Elle ne peut, sauf à l'unanimité des voix de tous les copropriétaires, décider l'aliénation des parties communes dont la conservation est nécessaire au respect de la destination de l'immeuble.
Les travaux effectués par les consorts [P] ont été régularisés a posteriori par la résolution n° 13 de l'assemblée générale du 27 mars 2018. Aux termes de cette résolution, l'assemblée générale des copropriétaires autorisait et entérinait les travaux réalisés par ces derniers, 'à savoir clôture de leur jardin à usage privatif avec pose d'un portail, construction d'un muret avec clôture et coulage d'une dalle de béton pour la création d'une terrasse'.
Il n'est pas contesté que les travaux ont été effectués sur des parties communes (à usage privatif).
Cette résolution a été adopté avec 471 tantièmes.
La copropriété comprend 609 tantièmes.
Selon le règlement de copropriété, le lot n° 1 appartenant à la SCI TREMBLE consiste en un local artisanal à usage de menuiserie, situé au sous-sol de l'immeuble, avec la jouissance privative d'un jardin de 34 m² environ.
Ce règlement ne fait état d'aucune servitude au profit de ce lot.
Le lot n° 3 des consorts [P] consiste en un appartement situé au rez-de-chaussée de l'immeuble, avec la jouissance privative d'un jardin de 140 m² environ. Ce lot et le jardin partie commune à usage privatif se situe au dessus du lot n° 1 (en sous-sol).
Le puits se trouvant dans le jardin (partie commune à usage privatif) n'est pas mentionné dans le règlement de copropriété.
Les travaux effectués par les époux [P] ne modifient en rien la destination artisanale du lot appartenant à la SCI LE TREMBLE. Il n'est pas non plus démontré qu'ils modifieraient les modalités de jouissance des parties privatives de cette dernière, à supposer que le fait que la SCI TREMBLE ait décidé d'évacuer les eaux pluviales parvenant dans son local en sous-sol, par le biais d'une pompe de relevage qui se déverse dans le puits s'analyse comme une modalité de jouissance de celles-ci.

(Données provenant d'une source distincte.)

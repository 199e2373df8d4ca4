//! Event-normalization core for the Ferry webhook adapter.
//!
//! Everything in this crate is pure data transformation: retried-delivery
//! filtering, inbound envelope classification, query extraction, and the
//! rich-text splice that carries an answer back into the source message
//! shape. Network collaborators live in the sibling crates.

pub mod event_classifier;
pub mod query_context;
pub mod query_extractor;
pub mod reply_blocks;
pub mod retry_filter;

pub use event_classifier::{
    classify_delivery, parse_reaction_allow_list, reaction_allowed, EventDisposition, FileRef,
    IgnoreReason, MentionEvent, ReactionEvent, ResolvedMessage,
};
pub use query_context::{QueryContext, SourceEventKind};
pub use query_extractor::{extract_mention_query, extract_reaction_query, ExtractedQuery};
pub use reply_blocks::{compose_reply, splice_answer, ComposedReply, OutboundReply, SpliceOutcome};
pub use retry_filter::{retry_disposition, RetryDisposition};
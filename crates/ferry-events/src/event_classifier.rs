//! Inbound delivery classification.
//!
//! Slack deliveries arrive as loosely-typed JSON envelopes. Classification
//! maps them onto the small set of shapes the pipeline acts on; everything
//! else becomes an acknowledged no-op with a reason code for diagnostics.
//! Absent fields default to empty values rather than failing; the
//! platform contract requires a success acknowledgment on every path.

use serde::{Deserialize, Serialize};
use serde_json::Value;

#[derive(Debug, Clone, Copy, PartialEq, Eq)]
/// Why a delivery was acknowledged without processing.
pub enum IgnoreReason {
    MalformedEnvelope,
    UnsupportedCallback,
    MissingEvent,
    UnsupportedEvent,
    NonMessageItem,
    MissingItemTarget,
}

impl IgnoreReason {
    pub fn as_str(self) -> &'static str {
        match self {
            Self::MalformedEnvelope => "malformed_envelope",
            Self::UnsupportedCallback => "unsupported_callback",
            Self::MissingEvent => "missing_event",
            Self::UnsupportedEvent => "unsupported_event",
            Self::NonMessageItem => "non_message_item",
            Self::MissingItemTarget => "missing_item_target",
        }
    }
}

/// Platform-side attachment reference carried by mention events and
/// resolved messages.
#[derive(Debug, Clone, PartialEq, Eq, Serialize, Deserialize)]
pub struct FileRef {
    #[serde(default)]
    pub id: String,
    #[serde(default)]
    pub name: Option<String>,
    #[serde(default)]
    pub mimetype: Option<String>,
}

/// Notification that the bot was referenced by name in a message.
#[derive(Debug, Clone, PartialEq)]
pub struct MentionEvent {
    pub text: String,
    pub channel: String,
    pub ts: String,
    pub blocks: Vec<Value>,
    pub files: Vec<FileRef>,
}

/// Notification that an emoji reaction was added to an existing message.
/// Carries only the target coordinates; recovering the message itself is
/// the resolver's job.
#[derive(Debug, Clone, PartialEq, Eq)]
pub struct ReactionEvent {
    pub reaction: String,
    pub channel: String,
    pub message_ts: String,
}

/// A message recovered from the platform history for a reaction target.
/// `thread_ts` is present when the message is a threaded reply.
#[derive(Debug, Clone, PartialEq, Default, Deserialize)]
pub struct ResolvedMessage {
    #[serde(default)]
    pub text: String,
    #[serde(default)]
    pub blocks: Vec<Value>,
    #[serde(default)]
    pub files: Vec<FileRef>,
    #[serde(default)]
    pub thread_ts: Option<String>,
}

#[derive(Debug, Clone, PartialEq)]
/// Classification outcome for one inbound delivery.
pub enum EventDisposition {
    Challenge(String),
    Mention(MentionEvent),
    Reaction(ReactionEvent),
    Ignore { reason: IgnoreReason },
}

#[derive(Debug, Default, Deserialize)]
struct DeliveryEnvelope {
    #[serde(rename = "type", default)]
    kind: String,
    #[serde(default)]
    challenge: Option<String>,
    #[serde(default)]
    event: Option<Value>,
}

#[derive(Debug, Default, Deserialize)]
struct EventPayload {
    #[serde(rename = "type", default)]
    kind: String,
    #[serde(default)]
    text: Option<String>,
    #[serde(default)]
    channel: Option<String>,
    #[serde(default)]
    ts: Option<String>,
    #[serde(default)]
    blocks: Vec<Value>,
    #[serde(default)]
    files: Vec<FileRef>,
    #[serde(default)]
    reaction: Option<String>,
    #[serde(default)]
    item: Option<ReactionItemPayload>,
}

#[derive(Debug, Default, Deserialize)]
struct ReactionItemPayload {
    #[serde(rename = "type", default)]
    kind: String,
    #[serde(default)]
    channel: Option<String>,
    #[serde(default)]
    ts: Option<String>,
}

fn ignore(reason: IgnoreReason) -> EventDisposition {
    EventDisposition::Ignore { reason }
}

/// Classifies a parsed delivery body.
pub fn classify_delivery(body: &Value) -> EventDisposition {
    let Ok(envelope) = serde_json::from_value::<DeliveryEnvelope>(body.clone()) else {
        return ignore(IgnoreReason::MalformedEnvelope);
    };
    match envelope.kind.as_str() {
        "url_verification" => EventDisposition::Challenge(envelope.challenge.unwrap_or_default()),
        "event_callback" => classify_callback_event(envelope.event),
        _ => ignore(IgnoreReason::UnsupportedCallback),
    }
}

fn classify_callback_event(event: Option<Value>) -> EventDisposition {
    let Some(raw_event) = event else {
        return ignore(IgnoreReason::MissingEvent);
    };
    let Ok(payload) = serde_json::from_value::<EventPayload>(raw_event) else {
        return ignore(IgnoreReason::MissingEvent);
    };
    match payload.kind.as_str() {
        "app_mention" => EventDisposition::Mention(MentionEvent {
            text: payload.text.unwrap_or_default(),
            channel: payload.channel.unwrap_or_default(),
            ts: payload.ts.unwrap_or_default(),
            blocks: payload.blocks,
            files: payload.files,
        }),
        "reaction_added" => classify_reaction(payload),
        _ => ignore(IgnoreReason::UnsupportedEvent),
    }
}

fn classify_reaction(payload: EventPayload) -> EventDisposition {
    let Some(item) = payload.item else {
        return ignore(IgnoreReason::MissingItemTarget);
    };
    if item.kind != "message" {
        return ignore(IgnoreReason::NonMessageItem);
    }
    let channel = item.channel.unwrap_or_default();
    let message_ts = item.ts.unwrap_or_default();
    if channel.is_empty() || message_ts.is_empty() {
        return ignore(IgnoreReason::MissingItemTarget);
    }
    EventDisposition::Reaction(ReactionEvent {
        reaction: payload.reaction.unwrap_or_default(),
        channel,
        message_ts,
    })
}

/// Checks a reaction name against the configured allow-list. An empty
/// list admits every reaction.
pub fn reaction_allowed(allow_list: &[String], reaction: &str) -> bool {
    allow_list.is_empty() || allow_list.iter().any(|allowed| allowed == reaction)
}

/// Parses the comma-separated reaction allow-list setting. Entries are
/// trimmed and empty entries dropped.
pub fn parse_reaction_allow_list(raw: &str) -> Vec<String> {
    raw.split(',')
        .map(str::trim)
        .filter(|entry| !entry.is_empty())
        .map(str::to_string)
        .collect()
}
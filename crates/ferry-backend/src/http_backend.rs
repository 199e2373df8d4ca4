//! HTTP implementation of the chat-completion backend.

use std::time::Duration;

use async_trait::async_trait;
use serde_json::{json, Value};

use crate::{BackendError, ChatAnswer, ChatBackend, ChatInvocation, UploadedFile};

const RESPONSE_MODE_BLOCKING: &str = "blocking";

pub struct HttpChatBackend {
    http: reqwest::Client,
    api_base: String,
    api_key: String,
    app_id: String,
}

impl HttpChatBackend {
    pub fn new(
        api_base: String,
        api_key: String,
        app_id: String,
        request_timeout_ms: u64,
    ) -> Result<Self, BackendError> {
        let http = reqwest::Client::builder()
            .timeout(Duration::from_millis(request_timeout_ms.max(1)))
            .build()?;
        Ok(Self {
            http,
            api_base: api_base.trim_end_matches('/').to_string(),
            api_key: api_key.trim().to_string(),
            app_id: app_id.trim().to_string(),
        })
    }

    async fn read_json(response: reqwest::Response) -> Result<Value, BackendError> {
        let status = response.status();
        if !status.is_success() {
            let body = response.text().await.unwrap_or_default();
            return Err(BackendError::HttpStatus {
                status: status.as_u16(),
                body,
            });
        }
        Ok(response.json::<Value>().await?)
    }
}

#[async_trait]
impl ChatBackend for HttpChatBackend {
    async fn invoke(&self, invocation: ChatInvocation) -> Result<ChatAnswer, BackendError> {
        // The application id is deliberately not validated at startup; a
        // missing value surfaces here, on the first real invocation.
        if self.app_id.is_empty() {
            return Err(BackendError::MissingAppId);
        }
        let payload = json!({
            "app_id": self.app_id,
            "query": invocation.query,
            "inputs": invocation.inputs,
            "response_mode": RESPONSE_MODE_BLOCKING,
        });
        let response = self
            .http
            .post(format!("{}/chat-messages", self.api_base))
            .bearer_auth(&self.api_key)
            .json(&payload)
            .send()
            .await?;
        let body = Self::read_json(response).await?;
        let answer = body
            .get("answer")
            .and_then(Value::as_str)
            .ok_or_else(|| {
                BackendError::InvalidResponse("chat response missing answer field".to_string())
            })?
            .to_string();
        Ok(ChatAnswer { answer })
    }

    async fn upload_file(
        &self,
        filename: &str,
        mimetype: &str,
        bytes: Vec<u8>,
    ) -> Result<UploadedFile, BackendError> {
        let part = reqwest::multipart::Part::bytes(bytes)
            .file_name(filename.to_string())
            .mime_str(mimetype)?;
        let form = reqwest::multipart::Form::new().part("file", part);
        let response = self
            .http
            .post(format!("{}/files/upload", self.api_base))
            .bearer_auth(&self.api_key)
            .multipart(form)
            .send()
            .await?;
        let body = Self::read_json(response).await?;
        let id = body
            .get("id")
            .and_then(Value::as_str)
            .ok_or_else(|| {
                BackendError::InvalidResponse("upload response missing id field".to_string())
            })?
            .to_string();
        let name = body
            .get("name")
            .and_then(Value::as_str)
            .unwrap_or(filename)
            .to_string();
        Ok(UploadedFile { id, name })
    }
}
#![no_main]

use ferry_events::{classify_delivery, EventDisposition};
use libfuzzer_sys::fuzz_target;

fuzz_target!(|data: &[u8]| {
    let raw = String::from_utf8_lossy(data);
    let Ok(body) = serde_json::from_str::<serde_json::Value>(&raw) else {
        return;
    };
    match classify_delivery(&body) {
        EventDisposition::Challenge(_) | EventDisposition::Mention(_) => {}
        EventDisposition::Reaction(event) => {
            // Reactions never surface without target coordinates.
            assert!(!event.channel.is_empty());
            assert!(!event.message_ts.is_empty());
        }
        EventDisposition::Ignore { reason } => {
            assert!(!reason.as_str().trim().is_empty());
        }
    }
});
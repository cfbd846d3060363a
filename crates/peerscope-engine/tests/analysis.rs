//! End-to-end runs of the orchestrator over the in-memory store.

mod support;

use chrono::Duration;
use peerscope_core::{ErrorKind, ExternalError, PoolKey};
use peerscope_engine::{AnalysisStore, EngineError, PeerSource};
use support::{handle, peer, sample_post, t0, Harness};

fn five_peers() -> Vec<peerscope_core::PeerRecord> {
    (1..=5u32)
        .map(|i| peer(&format!("peer{i}"), 6_000 + u64::from(i) * 100, 90.0 - f64::from(i)))
        .collect()
}

// ---------------------------------------------------------------------------
// Profile resolution
// ---------------------------------------------------------------------------

#[tokio::test]
async fn small_account_is_profiled_from_recent_posts_and_cached() {
    let h = Harness::new(&[("alice", 5_000)], "Personal finance");
    h.model.set_peers(five_peers());
    let user_id = h.add_user("alice").await;

    let outcome = h
        .orchestrator
        .run_full_analysis(user_id, false, false)
        .await
        .unwrap();

    assert_eq!(h.social.post_calls(), 1);
    assert_eq!(
        h.social.last_post_limit.load(std::sync::atomic::Ordering::SeqCst),
        40
    );
    assert_eq!(h.model.profile_inputs(), vec![Some(40)]);
    assert_eq!(outcome.profile.posts_analyzed, 40);
    assert_eq!(outcome.profile.niche, "finance");
    assert_eq!(
        outcome.profile.expires_at - outcome.profile.fetched_at,
        Duration::hours(6)
    );
}

#[tokio::test]
async fn famous_account_skips_post_fetch() {
    let h = Harness::new(&[("bigname", 2_100_000)], "Technology and AI");
    h.model.set_peers(five_peers());
    let user_id = h.add_user("bigname").await;

    let outcome = h
        .orchestrator
        .run_full_analysis(user_id, false, false)
        .await
        .unwrap();

    assert_eq!(h.social.post_calls(), 0);
    assert_eq!(h.model.profile_inputs(), vec![None]);
    assert_eq!(outcome.profile.posts_analyzed, 0);
    assert_eq!(outcome.profile.niche, "tech");
}

#[tokio::test]
async fn fresh_profile_is_reused_until_it_expires() {
    let h = Harness::new(&[("alice", 5_000)], "Personal finance");
    h.model.set_peers(five_peers());
    let user_id = h.add_user("alice").await;

    let first = h
        .orchestrator
        .run_full_analysis(user_id, false, false)
        .await
        .unwrap();
    h.clock.advance(Duration::hours(5));
    let second = h
        .orchestrator
        .run_full_analysis(user_id, false, false)
        .await
        .unwrap();
    assert_eq!(first.profile.id, second.profile.id);
    assert_eq!(h.social.user_calls(), 1);

    h.clock.advance(Duration::hours(2));
    let third = h
        .orchestrator
        .run_full_analysis(user_id, false, false)
        .await
        .unwrap();
    assert_ne!(third.profile.id, first.profile.id);
    assert_eq!(h.social.user_calls(), 2);
    assert_eq!(h.store.profile_history(user_id).len(), 2);
}

#[tokio::test]
async fn forced_profile_refresh_keeps_history() {
    let h = Harness::new(&[("alice", 5_000)], "Personal finance");
    h.model.set_peers(five_peers());
    let user_id = h.add_user("alice").await;

    h.orchestrator
        .run_full_analysis(user_id, false, false)
        .await
        .unwrap();
    h.orchestrator
        .run_full_analysis(user_id, true, false)
        .await
        .unwrap();

    assert_eq!(h.store.profile_history(user_id).len(), 2);
    assert_eq!(h.social.post_calls(), 2);
}

#[tokio::test]
async fn cached_posts_are_used_instead_of_a_fetch() {
    let h = Harness::new(&[("alice", 5_000)], "Personal finance");
    h.model.set_peers(five_peers());
    let user_id = h.add_user("alice").await;
    let posts: Vec<_> = (0..12).map(sample_post).collect();
    h.tweets.put(&handle("alice"), &posts).await.unwrap();

    let outcome = h
        .orchestrator
        .run_full_analysis(user_id, false, false)
        .await
        .unwrap();

    assert_eq!(h.social.post_calls(), 0);
    assert_eq!(outcome.profile.posts_analyzed, 12);
}

// ---------------------------------------------------------------------------
// Peer resolution
// ---------------------------------------------------------------------------

#[tokio::test]
async fn first_run_discovers_and_populates_pool() {
    let h = Harness::new(&[("alice", 5_000)], "Personal finance");
    h.model.set_peers(five_peers());
    let user_id = h.add_user("alice").await;

    let outcome = h
        .orchestrator
        .run_full_analysis(user_id, false, false)
        .await
        .unwrap();

    assert_eq!(outcome.peer_source, PeerSource::Discovery);
    assert_eq!(outcome.peers.len(), 5);
    let entries = h.store.pool_entries("finance_2500-12500");
    assert_eq!(entries.len(), 5);
    assert!(entries.iter().all(|e| e.times_used == 0));
}

#[tokio::test]
async fn discovery_and_report_see_the_measured_follower_count() {
    let h = Harness::new(&[("alice", 5_000)], "Personal finance");
    h.model.set_peers(five_peers());
    let user_id = h.add_user("alice").await;

    h.orchestrator
        .run_full_analysis(user_id, false, false)
        .await
        .unwrap();

    assert_eq!(h.model.peer_request_followers(), vec![Some(5_000)]);
    assert_eq!(h.model.insight_request_followers(), vec![Some(5_000)]);
    let cached = &h.store.profile_history(user_id)[0];
    assert_eq!(cached.derived.followers, Some(5_000));
}

#[tokio::test]
async fn second_run_uses_assignments_without_discovery() {
    let h = Harness::new(&[("alice", 5_000)], "Personal finance");
    h.model.set_peers(five_peers());
    let user_id = h.add_user("alice").await;

    h.orchestrator
        .run_full_analysis(user_id, false, false)
        .await
        .unwrap();
    let second = h
        .orchestrator
        .run_full_analysis(user_id, false, false)
        .await
        .unwrap();

    assert_eq!(second.peer_source, PeerSource::Assignments);
    assert_eq!(h.model.peer_calls(), 1);
    assert_eq!(second.peers[0].handle.as_str(), "peer1");
}

#[tokio::test]
async fn expired_assignments_fall_back_to_the_pool() {
    let h = Harness::new(&[("alice", 5_000)], "Personal finance");
    h.model.set_peers(five_peers());
    let user_id = h.add_user("alice").await;

    h.orchestrator
        .run_full_analysis(user_id, false, false)
        .await
        .unwrap();
    h.clock.advance(Duration::hours(25));
    let later = h
        .orchestrator
        .run_full_analysis(user_id, false, false)
        .await
        .unwrap();

    assert_eq!(later.peer_source, PeerSource::Pool);
    assert_eq!(h.model.peer_calls(), 1);
    let entries = h.store.pool_entries("finance_2500-12500");
    assert!(entries.iter().all(|e| e.times_used == 1));
}

#[tokio::test]
async fn another_user_in_the_same_band_is_served_from_the_pool() {
    let h = Harness::new(&[("alice", 5_000), ("bob", 5_050)], "Personal finance");
    h.model.set_peers(five_peers());
    let alice = h.add_user("alice").await;
    let bob = h.add_user("bob").await;

    h.orchestrator.run_full_analysis(alice, false, false).await.unwrap();
    let outcome = h.orchestrator.run_full_analysis(bob, false, false).await.unwrap();

    assert_eq!(outcome.peer_source, PeerSource::Pool);
    assert_eq!(h.model.peer_calls(), 1);
}

#[tokio::test]
async fn partial_pool_is_topped_up_by_discovery() {
    let h = Harness::new(&[("alice", 5_000)], "Personal finance");
    let key: PoolKey = "finance_2500-12500".parse().unwrap();
    let seeded = vec![
        peer("pooled1", 7_000, 80.0),
        peer("pooled2", 7_500, 70.0),
        peer("pooled3", 8_000, 60.0),
    ];
    h.pool.add_peers(&seeded, "finance", Some(&key)).await.unwrap();

    // The partial pool is returned as-is, not treated as an error.
    let from_pool = h.pool.get_peers("finance", 5_000, 5, true).await.unwrap();
    assert_eq!(from_pool.len(), 3);

    let mut discovered = five_peers();
    discovered[0] = peer("pooled2", 7_500, 99.0);
    h.model.set_peers(discovered);
    let user_id = h.add_user("alice").await;

    let outcome = h
        .orchestrator
        .run_full_analysis(user_id, false, false)
        .await
        .unwrap();

    assert_eq!(outcome.peer_source, PeerSource::Mixed);
    let handles: Vec<&str> = outcome.peers.iter().map(|p| p.handle.as_str()).collect();
    assert_eq!(handles, ["pooled1", "pooled2", "pooled3", "peer2", "peer3"]);

    let entries = h.store.pool_entries(&key.to_string());
    let used = |name: &str| {
        entries
            .iter()
            .find(|e| e.handle.as_str() == name)
            .map(|e| e.times_used)
    };
    assert_eq!(used("pooled1"), Some(1));
    assert_eq!(used("peer2"), Some(0));
    assert_eq!(entries.len(), 7);
}

#[tokio::test]
async fn forced_peer_refresh_bypasses_assignments_and_pool() {
    let h = Harness::new(&[("alice", 5_000)], "Personal finance");
    h.model.set_peers(five_peers());
    let user_id = h.add_user("alice").await;

    h.orchestrator
        .run_full_analysis(user_id, false, false)
        .await
        .unwrap();
    let refreshed = h.orchestrator.refresh_peers_only(user_id).await.unwrap();

    assert_eq!(refreshed.peer_source, PeerSource::Discovery);
    assert_eq!(h.model.peer_calls(), 2);
    assert_eq!(h.social.user_calls(), 1);
}

// ---------------------------------------------------------------------------
// Report, persistence and failures
// ---------------------------------------------------------------------------

#[tokio::test]
async fn insights_are_regenerated_on_every_run() {
    let h = Harness::new(&[("alice", 5_000)], "Personal finance");
    h.model.set_peers(five_peers());
    let user_id = h.add_user("alice").await;

    h.orchestrator.run_full_analysis(user_id, false, false).await.unwrap();
    h.orchestrator.run_full_analysis(user_id, false, false).await.unwrap();

    assert_eq!(*h.model.insight_peer_counts.lock().unwrap(), vec![5, 5]);
}

#[tokio::test]
async fn analysis_record_carries_report_peers_and_cost() {
    let h = Harness::new(&[("alice", 5_000)], "Personal finance");
    h.model.set_peers(five_peers());
    let user_id = h.add_user("alice").await;

    let outcome = h
        .orchestrator
        .run_full_analysis(user_id, false, false)
        .await
        .unwrap();

    let stored = h.store.latest_analysis(user_id).await.unwrap().unwrap();
    assert_eq!(stored.public_id, outcome.analysis.public_id);
    assert_eq!(stored.profile_id, Some(outcome.profile.id));
    assert!((stored.growth_score - 6.0).abs() < f64::EPSILON);
    assert_eq!(stored.peer_source, "discovery");
    assert_eq!(stored.peer_handles.len(), 5);
    assert_eq!(stored.cost_summary["social"]["user_info_calls"], 1);
    assert_eq!(stored.cost_summary["social"]["posts_calls"], 1);
    assert_eq!(stored.cost_summary["language_model"]["api_calls"], 3);
    assert_eq!(outcome.cost.social.total_credits, 18 + 600);

    let user = h.store.get_user(user_id).await.unwrap().unwrap();
    assert_eq!(user.last_analysis_at, Some(stored.created_at));
    assert_eq!(user.created_at, t0());
}

#[tokio::test]
async fn discovery_failure_aborts_without_recording_an_analysis() {
    let h = Harness::new(&[("alice", 5_000)], "Personal finance");
    h.model.fail_peers_with(ExternalError::RateLimited {
        target: "xai".to_string(),
        attempts: 4,
    });
    let user_id = h.add_user("alice").await;

    let err = h
        .orchestrator
        .run_full_analysis(user_id, false, false)
        .await
        .unwrap_err();

    assert_eq!(err.kind(), Some(ErrorKind::RateLimited));
    assert!(h.store.latest_analysis(user_id).await.unwrap().is_none());
    // The profile step had already committed and stays cached.
    assert_eq!(h.store.profile_history(user_id).len(), 1);
}

#[tokio::test]
async fn incomplete_report_is_a_validation_failure() {
    let h = Harness::new(&[("alice", 5_000)], "Personal finance");
    h.model.set_peers(five_peers());
    h.model.fail_insights_with(ExternalError::Validation(
        "report is missing required section `insights`".to_string(),
    ));
    let user_id = h.add_user("alice").await;

    let err = h
        .orchestrator
        .run_full_analysis(user_id, false, false)
        .await
        .unwrap_err();

    assert_eq!(err.kind(), Some(ErrorKind::Validation));
    assert!(h.store.latest_analysis(user_id).await.unwrap().is_none());
    // Peers discovered before the failure remain in the pool.
    assert_eq!(h.store.pool_entries("finance_2500-12500").len(), 5);
}

#[tokio::test]
async fn unknown_account_surfaces_not_found() {
    let h = Harness::new(&[], "Personal finance");
    let user_id = h.add_user("ghost").await;

    let err = h
        .orchestrator
        .run_full_analysis(user_id, false, false)
        .await
        .unwrap_err();

    assert_eq!(err.kind(), Some(ErrorKind::NotFound));
}

#[tokio::test]
async fn unknown_user_id_is_rejected() {
    let h = Harness::new(&[], "Personal finance");
    let err = h
        .orchestrator
        .run_full_analysis(999, false, false)
        .await
        .unwrap_err();
    assert!(matches!(err, EngineError::UserNotFound(999)));
}
//! Language-model collaborator: an xAI Grok chat client, repair of the
//! model's JSON output, and [`GrokGrowthModel`], which implements
//! [`peerscope_core::GrowthModel`] on top of them.

pub mod client;
pub mod model;
pub mod prompts;
pub mod repair;

pub use client::{ChatMessage, Completion, GrokClient, DEFAULT_BASE_URL, DEFAULT_MODEL, TARGET};
pub use model::GrokGrowthModel;
pub use repair::{clean_json_text, repair_json};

Dès lors, la résolution n° 13 n'avait pas à être votée à l'unanimité des voix de tous les copropriétaires.
Il ressort du vote de la résolution n°13 que celle-ci a été votée aux majorités des articles 25 et 26 de la loi du 10 juillet 1965 ( 471 tantièmes sur 609 tantièmes au total).
Il n'y a donc pas lieu d'annuler cette résolution. Le jugement déféré sera confirmé sur ce point.
Sur la demande de dommages et intérêts formée par le syndicat des copropriétaires au titre d'une procédure abusive
Le syndicat des copropriétaires ne démontre pas que l'action intentée par la SCI LE TREMBLE, même si elle n'a pas abouti, aurait dégénéré en abus de droit. Il sera débouté de sa demande de dommages et intérêts. Le jugement déféré sera confirmé sur ce point.
Sur les dépens et sur les frais irrépétibles
La SCI LE TREMBLE est essentiellement succombante. Elle sera condamnée aux dépens de première instance et d'appel. Ses demandes formées sur le fondement de l'article 700 du code de procédure civile seront rejetées.
Il n'est pas équitable de laisser à la charge du syndicat des copropriétaires les frais irrépétibles qu'il a exposés en première instance et en appel.
Le jugement déféré qui a condamné la SCI LE TREMBLE aux dépens, a rejeté sa demande au titre de l'article 10-1 de la loi du 10 juillet 1965, a rejeté sa demande sur le fondement de l'article 700 du code de procédure civile et l'a condamnée au versement de la somme de 1500 euros au titre des frais irrépétibles sera confirmé.
La SCI LE TREMBLE sera condamnée en outre à verser la somme de 1500 euros au titre des frais irrépétibles d'appel.
PAR CES MOTIFS,
La cour, statuant par arrêt contradictoire, par mise à disposition au greffe,
REJETTE la demande de la SCI LE TREMBLE tendant à voir annuler le jugement déféré
CONFIRME le jugement déféré,
Y AJOUTANT,
REJETTE la demande de la SCI LE TREMBLE au titre des frais irrépétibles d'appel,
CONDAMNE la SCI LE TREMBLE à verser au syndicat des copropriétaires de l'immeuble SUN VALLEY la somme de 1500 euros sur le fondement de l'article 700 du code de procédure civile,
CONDAMNE la SCI LE TREMBLE aux dépens de la présente instance.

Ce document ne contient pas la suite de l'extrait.